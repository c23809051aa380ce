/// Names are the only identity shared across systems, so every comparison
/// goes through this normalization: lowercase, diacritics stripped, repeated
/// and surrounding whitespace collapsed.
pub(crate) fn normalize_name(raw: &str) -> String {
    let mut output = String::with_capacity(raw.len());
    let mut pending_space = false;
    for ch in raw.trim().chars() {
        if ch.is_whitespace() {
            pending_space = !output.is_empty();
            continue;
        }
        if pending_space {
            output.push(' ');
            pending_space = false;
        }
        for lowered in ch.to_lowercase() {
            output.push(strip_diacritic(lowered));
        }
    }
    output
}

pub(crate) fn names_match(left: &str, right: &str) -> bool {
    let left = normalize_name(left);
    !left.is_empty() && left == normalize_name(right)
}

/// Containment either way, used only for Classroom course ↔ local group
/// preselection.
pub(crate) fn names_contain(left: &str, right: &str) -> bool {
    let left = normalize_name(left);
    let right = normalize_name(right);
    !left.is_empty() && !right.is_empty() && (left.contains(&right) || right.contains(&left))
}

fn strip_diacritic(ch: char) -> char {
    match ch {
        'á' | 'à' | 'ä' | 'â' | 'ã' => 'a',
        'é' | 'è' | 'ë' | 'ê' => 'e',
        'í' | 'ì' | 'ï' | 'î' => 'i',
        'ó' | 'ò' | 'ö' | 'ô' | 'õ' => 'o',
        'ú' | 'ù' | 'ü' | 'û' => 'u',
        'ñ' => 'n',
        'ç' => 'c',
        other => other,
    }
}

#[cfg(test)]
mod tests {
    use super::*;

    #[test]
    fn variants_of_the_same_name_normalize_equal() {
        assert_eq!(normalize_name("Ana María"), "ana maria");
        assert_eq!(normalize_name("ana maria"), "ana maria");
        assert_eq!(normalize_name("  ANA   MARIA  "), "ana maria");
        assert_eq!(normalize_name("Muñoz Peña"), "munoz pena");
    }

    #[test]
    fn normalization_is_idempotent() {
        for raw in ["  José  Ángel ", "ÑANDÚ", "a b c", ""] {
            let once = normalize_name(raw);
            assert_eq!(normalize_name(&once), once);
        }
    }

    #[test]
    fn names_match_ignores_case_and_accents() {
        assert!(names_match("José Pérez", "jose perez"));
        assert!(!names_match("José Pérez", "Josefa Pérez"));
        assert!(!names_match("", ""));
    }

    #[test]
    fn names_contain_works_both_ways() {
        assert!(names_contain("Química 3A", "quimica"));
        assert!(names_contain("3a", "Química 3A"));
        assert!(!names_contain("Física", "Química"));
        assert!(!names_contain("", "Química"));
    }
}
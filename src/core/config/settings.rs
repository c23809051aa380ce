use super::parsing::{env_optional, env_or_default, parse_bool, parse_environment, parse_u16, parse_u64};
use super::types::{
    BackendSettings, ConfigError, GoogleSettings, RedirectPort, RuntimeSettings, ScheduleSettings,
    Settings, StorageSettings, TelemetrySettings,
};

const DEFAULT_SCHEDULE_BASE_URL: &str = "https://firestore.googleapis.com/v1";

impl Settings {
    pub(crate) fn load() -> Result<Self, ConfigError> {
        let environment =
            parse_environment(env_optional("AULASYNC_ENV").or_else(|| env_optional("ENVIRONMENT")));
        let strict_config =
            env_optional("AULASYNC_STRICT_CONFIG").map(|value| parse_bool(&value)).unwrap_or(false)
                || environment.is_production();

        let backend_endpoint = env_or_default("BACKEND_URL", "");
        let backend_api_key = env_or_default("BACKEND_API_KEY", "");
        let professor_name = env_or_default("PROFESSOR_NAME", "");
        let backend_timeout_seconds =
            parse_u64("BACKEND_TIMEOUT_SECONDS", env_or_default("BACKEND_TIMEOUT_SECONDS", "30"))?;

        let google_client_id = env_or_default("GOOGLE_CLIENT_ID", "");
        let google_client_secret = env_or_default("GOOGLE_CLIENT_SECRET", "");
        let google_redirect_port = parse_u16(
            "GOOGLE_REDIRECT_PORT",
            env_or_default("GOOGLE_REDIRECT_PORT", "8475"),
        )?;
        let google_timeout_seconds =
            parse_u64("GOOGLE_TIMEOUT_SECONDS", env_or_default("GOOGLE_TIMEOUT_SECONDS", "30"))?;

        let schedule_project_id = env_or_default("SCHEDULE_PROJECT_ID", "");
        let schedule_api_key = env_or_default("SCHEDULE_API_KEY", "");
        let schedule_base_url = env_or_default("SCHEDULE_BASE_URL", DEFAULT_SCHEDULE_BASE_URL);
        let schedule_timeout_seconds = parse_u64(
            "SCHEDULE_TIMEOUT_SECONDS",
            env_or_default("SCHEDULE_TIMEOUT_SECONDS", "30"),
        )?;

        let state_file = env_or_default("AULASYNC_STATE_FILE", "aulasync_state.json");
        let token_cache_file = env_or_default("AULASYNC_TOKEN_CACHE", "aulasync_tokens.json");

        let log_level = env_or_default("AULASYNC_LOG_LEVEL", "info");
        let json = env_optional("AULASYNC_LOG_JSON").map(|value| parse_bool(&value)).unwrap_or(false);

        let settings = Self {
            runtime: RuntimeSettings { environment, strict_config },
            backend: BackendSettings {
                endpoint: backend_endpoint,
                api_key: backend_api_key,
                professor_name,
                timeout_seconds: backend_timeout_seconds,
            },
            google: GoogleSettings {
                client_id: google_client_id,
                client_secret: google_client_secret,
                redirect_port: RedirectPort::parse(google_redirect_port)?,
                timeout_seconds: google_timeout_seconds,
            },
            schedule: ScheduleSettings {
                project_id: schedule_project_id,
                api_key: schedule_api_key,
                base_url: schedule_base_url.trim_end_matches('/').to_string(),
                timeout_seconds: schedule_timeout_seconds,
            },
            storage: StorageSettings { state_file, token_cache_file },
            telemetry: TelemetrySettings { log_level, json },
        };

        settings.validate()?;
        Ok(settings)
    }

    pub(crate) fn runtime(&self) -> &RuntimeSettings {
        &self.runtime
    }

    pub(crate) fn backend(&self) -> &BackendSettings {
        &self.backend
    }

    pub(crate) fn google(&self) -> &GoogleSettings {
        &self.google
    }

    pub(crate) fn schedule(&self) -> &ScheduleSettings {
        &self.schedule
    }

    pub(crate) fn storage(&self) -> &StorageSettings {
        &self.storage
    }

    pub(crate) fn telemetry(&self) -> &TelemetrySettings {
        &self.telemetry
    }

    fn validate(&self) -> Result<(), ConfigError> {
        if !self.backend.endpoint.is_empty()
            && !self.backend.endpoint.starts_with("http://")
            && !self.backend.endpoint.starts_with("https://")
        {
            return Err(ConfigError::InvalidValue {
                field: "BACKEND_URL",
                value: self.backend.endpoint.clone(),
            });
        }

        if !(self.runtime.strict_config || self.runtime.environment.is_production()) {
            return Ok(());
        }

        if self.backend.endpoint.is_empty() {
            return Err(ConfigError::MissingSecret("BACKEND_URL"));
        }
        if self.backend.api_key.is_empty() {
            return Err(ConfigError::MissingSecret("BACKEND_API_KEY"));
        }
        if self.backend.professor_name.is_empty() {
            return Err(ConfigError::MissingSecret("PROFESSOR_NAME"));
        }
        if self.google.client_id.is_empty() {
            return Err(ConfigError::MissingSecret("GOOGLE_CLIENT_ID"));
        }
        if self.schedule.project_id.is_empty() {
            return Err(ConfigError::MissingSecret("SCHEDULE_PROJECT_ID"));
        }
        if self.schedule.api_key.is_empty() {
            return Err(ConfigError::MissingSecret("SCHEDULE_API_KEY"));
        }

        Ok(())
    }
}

--------------------------------

TASK INSTRUCTIONS —
Print all the data exactly.

YOUR RESPONSE —
repository c23809051aa380ce
/// Names are the only identity shared across systems, so every comparison
/// goes through this normalization: lowercase, diacritics stripped, repeated
/// and surrounding whitespace collapsed.
pub(crate) fn normalize_name(raw: &str) -> String {
    let mut output = String::with_capacity(raw.len());
    let mut pending_space = false;
    for ch in raw.trim().chars() {
        if ch.is_whitespace() {
            pending_space = !output.is_empty();
            continue;
        }
        if pending_space {
            output.push(' ');
            pending_space = false;
        }
        for lowered in ch.to_lowercase() {
            output.push(strip_diacritic(lowered));
        }
    }
    output
}

pub(crate) fn names_match(left: &str, right: &str) -> bool {
    let left = normalize_name(left);
    !left.is_empty() && left == normalize_name(right)
}

/// Containment either way, used only for Classroom course ↔ local group
/// preselection.
pub(crate) fn names_contain(left: &str, right: &str) -> bool {
    let left = normalize_name(left);
    let right = normalize_name(right);
    !left.is_empty() && !right.is_empty() && (left.contains(&right) || right.contains(&left))
}

fn strip_diacritic(ch: char) -> char {
    match ch {
        'á' | 'à' | 'ä' | 'â' | 'ã' => 'a',
        'é' | 'è' | 'ë' | 'ê' => 'e',
        'í' | 'ì' | 'ï' | 'î' => 'i',
        'ó' | 'ò' | 'ö' | 'ô' | 'õ' => 'o',
        'ú' | 'ù' | 'ü' | 'û' => 'u',
        'ñ' => 'n',
        'ç' => 'c',
        other => other,
    }
}

#[cfg(test)]
mod tests {
    use super::*;

    #[test]
    fn variants_of_the_same_name_normalize_equal() {
        assert_eq!(normalize_name("Ana María"), "ana maria");
        assert_eq!(normalize_name("ana maria"), "ana maria");
        assert_eq!(normalize_name("  ANA   MARIA  "), "ana maria");
        assert_eq!(normalize_name("Muñoz Peña"), "munoz pena");
    }

    #[test]
    fn normalization_is_idempotent() {
        for raw in ["  José  Ángel ", "ÑANDÚ", "a b c", ""] {
            let once = normalize_name(raw);
            assert_eq!(normalize_name(&once), once);
        }
    }

    #[test]
    fn names_match_ignores_case_and_accents() {
        assert!(names_match("José Pérez", "jose perez"));
        assert!(!names_match("José Pérez", "Josefa Pérez"));
        assert!(!names_match("", ""));
    }

    #[test]
    fn names_contain_works_both_ways() {
        assert!(names_contain("Química 3A", "quimica"));
        assert!(names_contain("3a", "Química 3A"));
        assert!(!names_contain("Física", "Química"));
        assert!(!names_contain("", "Química"));
    }
}
filename src/core/config/settings.rs
repository c23809051aa380ce
use super::parsing::{env_optional, env_or_default, parse_bool, parse_environment, parse_u16, parse_u64};
use super::types::{
    BackendSettings, ConfigError, GoogleSettings, RedirectPort, RuntimeSettings, ScheduleSettings,
    Settings, StorageSettings, TelemetrySettings,
};

const DEFAULT_SCHEDULE_BASE_URL: &str = "https://firestore.googleapis.com/v1";

impl Settings {
    pub(crate) fn load() -> Result<Self, ConfigError> {
        let environment =
            parse_environment(env_optional("AULASYNC_ENV").or_else(|| env_optional("ENVIRONMENT")));
        let strict_config =
            env_optional("AULASYNC_STRICT_CONFIG").map(|value| parse_bool(&value)).unwrap_or(false)
                || environment.is_production();

        let backend_endpoint = env_or_default("BACKEND_URL", "");
        let backend_api_key = env_or_default("BACKEND_API_KEY", "");
        let professor_name = env_or_default("PROFESSOR_NAME", "");
        let backend_timeout_seconds =
            parse_u64("BACKEND_TIMEOUT_SECONDS", env_or_default("BACKEND_TIMEOUT_SECONDS", "30"))?;

        let google_client_id = env_or_default("GOOGLE_CLIENT_ID", "");
        let google_client_secret = env_or_default("GOOGLE_CLIENT_SECRET", "");
        let google_redirect_port = parse_u16(
            "GOOGLE_REDIRECT_PORT",
            env_or_default("GOOGLE_REDIRECT_PORT", "8475"),
        )?;
        let google_timeout_seconds =
            parse_u64("GOOGLE_TIMEOUT_SECONDS", env_or_default("GOOGLE_TIMEOUT_SECONDS", "30"))?;

        let schedule_project_id = env_or_default("SCHEDULE_PROJECT_ID", "");
        let schedule_api_key = env_or_default("SCHEDULE_API_KEY", "");
        let schedule_base_url = env_or_default("SCHEDULE_BASE_URL", DEFAULT_SCHEDULE_BASE_URL);
        let schedule_timeout_seconds = parse_u64(
            "SCHEDULE_TIMEOUT_SECONDS",
            env_or_default("SCHEDULE_TIMEOUT_SECONDS", "30"),
        )?;

        let state_file = env_or_default("AULASYNC_STATE_FILE", "aulasync_state.json");
        let token_cache_file = env_or_default("AULASYNC_TOKEN_CACHE", "aulasync_tokens.json");

        let log_level = env_or_default("AULASYNC_LOG_LEVEL", "info");
        let json = env_optional("AULASYNC_LOG_JSON").map(|value| parse_bool(&value)).unwrap_or(false);

        let settings = Self {
            runtime: RuntimeSettings { environment, strict_config },
            backend: BackendSettings {
                endpoint: backend_endpoint,
                api_key: backend_api_key,
                professor_name,
                timeout_seconds: backend_timeout_seconds,
            },
            google: GoogleSettings {
                client_id: google_client_id,
                client_secret: google_client_secret,
                redirect_port: RedirectPort::parse(google_redirect_port)?,
                timeout_seconds: google_timeout_seconds,
            },
            schedule: ScheduleSettings {
                project_id: schedule_project_id,
                api_key: schedule_api_key,
                base_url: schedule_base_url.trim_end_matches('/').to_string(),
                timeout_seconds: schedule_timeout_seconds,
            },
            storage: StorageSettings { state_file, token_cache_file },
            telemetry: TelemetrySettings { log_level, json },
        };

        settings.validate()?;
        Ok(settings)
    }

    pub(crate) fn runtime(&self) -> &RuntimeSettings {
        &self.runtime
    }

    pub(crate) fn backend(&self) -> &BackendSettings {
        &self.backend
    }

    pub(crate) fn google(&self) -> &GoogleSettings {
        &self.google
    }

    pub(crate) fn schedule(&self) -> &ScheduleSettings {
        &self.schedule
    }

    pub(crate) fn storage(&self) -> &StorageSettings {
        &self.storage
    }

    pub(crate) fn telemetry(&self) -> &TelemetrySettings {
        &self.telemetry
    }

    fn validate(&self) -> Result<(), ConfigError> {
        if !self.backend.endpoint.is_empty()
            && !self.backend.endpoint.starts_with("http://")
            && !self.backend.endpoint.starts_with("https://")
        {
            return Err(ConfigError::InvalidValue {
                field: "BACKEND_URL",
                value: self.backend.endpoint.clone(),
            });
        }

        if !(self.runtime.strict_config || self.runtime.environment.is_production()) {
            return Ok(());
        }

        if self.backend.endpoint.is_empty() {
            return Err(ConfigError::MissingSecret("BACKEND_URL"));
        }
        if self.backend.api_key.is_empty() {
            return Err(ConfigError::MissingSecret("BACKEND_API_KEY"));
        }
        if self.backend.professor_name.is_empty() {
            return Err(ConfigError::MissingSecret("PROFESSOR_NAME"));
        }
        if self.google.client_id.is_empty() {
            return Err(ConfigError::MissingSecret("GOOGLE_CLIENT_ID"));
        }
        if self.schedule.project_id.is_empty() {
            return Err(ConfigError::MissingSecret("SCHEDULE_PROJECT_ID"));
        }
        if self.schedule.api_key.is_empty() {
            return Err(ConfigError::MissingSecret("SCHEDULE_API_KEY"));
        }

        Ok(())
    }
}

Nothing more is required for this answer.